De Geus was assigned to the Double-A Amarillo Sod Poodles to begin the 2022 season. He made 17 appearances for the team, struggling to a 5.96 ERA and 2–1 record with 16 strikeouts in 22 2/3 innings pitched. On June 7, 2022, de Geus was released by the Diamondbacks organization.

===York Revolution===
On June 22, 2022, de Geus signed with the York Revolution of the Atlantic League of Professional Baseball (ALPB). In 33 games, he went 2–2 with a 6.43 ERA and 31 strikeouts in 35 innings. de Geus became a free agent following the season.

===Frederick Atlantic League Team===
On April 21, 2023, de Geus signed with the unnamed Frederick team in the ALPB. In five relief appearances for Frederick, de Geus registered a 3.00 ERA with six strikeouts in six innings pitched.

===Kansas City Royals===
On May 11, 2023, de Geus' contract was purchased by the Kansas City Royals and was assigned to the Triple-A Omaha Storm Chasers. In 29 appearances split between Omaha and the Double–A Northwest Arkansas Naturals, he accumulated a 4.86 ERA with 36 strikeouts across 46 1/3 innings pitched. de Geus elected free agency following the season on November 6.

===Seattle Mariners===
On December 3, 2023, de Geus signed a minor league deal with the Seattle Mariners. He made three appearances for the Triple–A Tacoma Rainiers before he was selected to the major league roster on April 8, 2024. He pitched four times for the Mariners, allowing one run in 3 1/3 innings pitched before being optioned back to Tacoma on April 22. de Geus was designated for assignment by Seattle on August 2.

=== Miami Marlins ===
On August 5, 2024, de Geus was claimed off waivers by the Miami Marlins and optioned to the Triple-A Jacksonville Jumbo Shrimp. In 7 games for Miami, he compiled a 6.35 ERA with 4 strikeouts over 5 2/3 innings pitched. De Geus was designated for assignment by the Marlins on September 10.

===Toronto Blue Jays===
On September 12, 2024, de Geus was claimed off waivers by the Toronto Blue Jays. In 2 appearances for the Blue Jays, he struggled to a 15.43 ERA with 1 strikeout in 2 1/3 innings pitched. On January 10, 2025, de Geus was designated for assignment following the signing of Jeff Hoffman.
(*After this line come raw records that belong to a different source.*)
//! NEP extension pack: GeoTIFF, NASA CDF and GRIB2 backends.
//!
//! Built as a `cdylib` the crate is a plugin exporting
//! `nep_geotiff_initialize`, `nep_cdf_initialize` and `nep_grib2_initialize`.
//! Linked as an `rlib`, [`register_all`] installs the same tables through the
//! same host entry point.

pub mod cdf;
pub mod ffi;
pub mod geotiff;
pub mod grib2;
pub mod skeleton;
pub mod source;
pub mod tiff;

use tracing::debug;

use nep_abi::{NcResult, PluginInitFn};
use nep_core::host::run_initializer;
use nep_core::Engine;

pub use ffi::{nep_cdf_initialize, nep_geotiff_initialize, nep_grib2_initialize};

/// Initializers in registration order, with their exported names.
pub const INITIALIZERS: [(&str, PluginInitFn); 3] = [
    ("nep_geotiff_initialize", nep_geotiff_initialize),
    ("nep_cdf_initialize", nep_cdf_initialize),
    ("nep_grib2_initialize", nep_grib2_initialize),
];

/// Register every backend in this crate with `engine`.
pub fn register_all(engine: &mut Engine) -> NcResult<()> {
    for (name, init) in INITIALIZERS {
        // SAFETY: the initializers above follow the PluginInitFn contract and
        // only register 'static tables.
        unsafe { run_initializer(engine.registry_mut(), init) }?;
        debug!(initializer = name, "registered");
    }
    Ok(())
}
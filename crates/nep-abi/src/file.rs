use std::any::Any;

use crate::dispatch::DispatchTable;
use crate::error::{NcError, NcResult};
use crate::types::{Mode, Ncid, Slot};

/// Per-session context handed to every dispatch slot.
///
/// The engine fills in identity, path, mode, and the bound table; the backend
/// owns `state` (set during `open`/`create`, dropped by the engine after
/// `close`/`abort`).
pub struct OpenFile {
    session: u16,
    slot: Slot,
    path: String,
    mode: Mode,
    table: &'static DispatchTable,
    internal_id: Option<i32>,
    state: Option<Box<dyn Any + Send>>,
}

impl OpenFile {
    pub fn new(
        session: u16,
        slot: Slot,
        path: impl Into<String>,
        mode: Mode,
        table: &'static DispatchTable,
    ) -> Self {
        Self {
            session,
            slot,
            path: path.into(),
            mode,
            table,
            internal_id: None,
            state: None,
        }
    }

    /// Root-group id of this session.
    #[inline]
    pub fn ncid(&self) -> Ncid {
        Ncid::new(self.session, 0)
    }

    #[inline]
    pub fn session(&self) -> u16 {
        self.session
    }

    #[inline]
    pub fn slot(&self) -> Slot {
        self.slot
    }

    #[inline]
    pub fn path(&self) -> &str {
        &self.path
    }

    #[inline]
    pub fn mode(&self) -> Mode {
        self.mode
    }

    #[inline]
    pub fn is_writable(&self) -> bool {
        self.mode.contains(Mode::WRITE)
    }

    /// The table this session is bound to. Generic defaults route through it.
    #[inline]
    pub fn table(&self) -> &'static DispatchTable {
        self.table
    }

    /// Backend-private identifier, if the backend assigned one.
    pub fn internal_id(&self) -> Option<i32> {
        self.internal_id
    }

    pub fn set_internal_id(&mut self, id: i32) {
        self.internal_id = Some(id);
    }

    pub fn set_state<T: Any + Send>(&mut self, state: T) {
        self.state = Some(Box::new(state));
    }

    pub fn has_state(&self) -> bool {
        self.state.is_some()
    }

    pub fn state<T: Any + Send>(&self) -> NcResult<&T> {
        self.state
            .as_deref()
            .and_then(|s| s.downcast_ref::<T>())
            .ok_or(NcError::BadHandle(self.ncid()))
    }

    pub fn state_mut<T: Any + Send>(&mut self) -> NcResult<&mut T> {
        let ncid = self.ncid();
        self.state
            .as_deref_mut()
            .and_then(|s| s.downcast_mut::<T>())
            .ok_or(NcError::BadHandle(ncid))
    }

    /// Remove the backend state; the engine calls this once the session ends.
    pub fn take_state(&mut self) -> Option<Box<dyn Any + Send>> {
        self.state.take()
    }

    /// Reject the call unless this session was opened for writing.
    pub fn require_writable(&self, what: &str) -> NcResult<()> {
        if self.is_writable() {
            Ok(())
        } else {
            Err(NcError::read_only(format!("{what}: {} opened read-only", self.path)))
        }
    }
}

impl std::fmt::Debug for OpenFile {
    fn fmt(&self, f: &mut std::fmt::Formatter<'_>) -> std::fmt::Result {
        f.debug_struct("OpenFile")
            .field("session", &self.session)
            .field("slot", &self.slot)
            .field("path", &self.path)
            .field("mode", &self.mode)
            .field("has_state", &self.state.is_some())
            .finish()
    }
}
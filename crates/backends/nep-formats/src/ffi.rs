//! Exported initializers. A host that loads this library as a plugin names
//! one of these as `NETCDF.UDFn.INIT`.

use nep_abi::ffi::status_of;
use nep_abi::{HostApi, Mode, NcResult};

use crate::{cdf, geotiff, grib2};

pub const GEOTIFF_BIGTIFF_MODE: Mode = Mode::UDF0;
pub const GEOTIFF_CLASSIC_MODE: Mode = Mode::UDF1;
pub const CDF_MODE: Mode = Mode::UDF2;
pub const GRIB2_MODE: Mode = Mode::UDF3;

fn with_host(host: *const HostApi, f: impl FnOnce(&HostApi) -> NcResult<()>) -> i32 {
    status_of(unsafe { HostApi::from_ptr(host) }.and_then(f))
}

/// Registers GeoTIFF at UDF0 (BigTIFF, `II+`) and UDF1 (classic, `II*`).
///
/// # Safety
/// `host` must be null or point to a valid [`HostApi`].
#[no_mangle]
pub unsafe extern "C" fn nep_geotiff_initialize(host: *const HostApi) -> i32 {
    with_host(host, |h| {
        h.register(GEOTIFF_BIGTIFF_MODE, &geotiff::GEOTIFF_TABLE, Some(geotiff::MAGIC_BIGTIFF))?;
        h.register(GEOTIFF_CLASSIC_MODE, &geotiff::GEOTIFF_TABLE, Some(geotiff::MAGIC_CLASSIC))
    })
}

/// # Safety
/// `host` must be null or point to a valid [`HostApi`].
#[no_mangle]
pub unsafe extern "C" fn nep_cdf_initialize(host: *const HostApi) -> i32 {
    with_host(host, |h| h.register(CDF_MODE, &cdf::CDF_TABLE, Some(cdf::MAGIC)))
}

/// # Safety
/// `host` must be null or point to a valid [`HostApi`].
#[no_mangle]
pub unsafe extern "C" fn nep_grib2_initialize(host: *const HostApi) -> i32 {
    with_host(host, |h| h.register(GRIB2_MODE, &grib2::GRIB2_TABLE, Some(grib2::MAGIC)))
}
===Miami Marlins (second stint)===
On January 15, 2025, de Geus was traded to the Pittsburgh Pirates in exchange for cash considerations. He was designated for assignment by Pittsburgh on February 22. On February 27, de Geus was claimed off waivers by the Miami Marlins. He was optioned to the Triple-A Jacksonville Jumbo Shrimp to begin the season. De Geus was designated for assignment by Miami on March 30, following a sole appearance for Triple-A Jacksonville.

===Philadelphia Phillies===
On April 1, 2025, de Geus was claimed off waivers by the Philadelphia Phillies. He made one appearance for Philadelphia on May 29, allowing one run in two innings of work against the Atlanta Braves. On July 31, de Geus was designated for assignment following the acquisition of Harrison Bader. He cleared waivers and was sent outright to the Triple-A Lehigh Valley IronPigs on August 3. On August 17, de Geus was released by the Phillies organization.

===Toros de Tijuana===
On April 14, 2026, de Geus signed with the Toros de Tijuana of the Mexican League.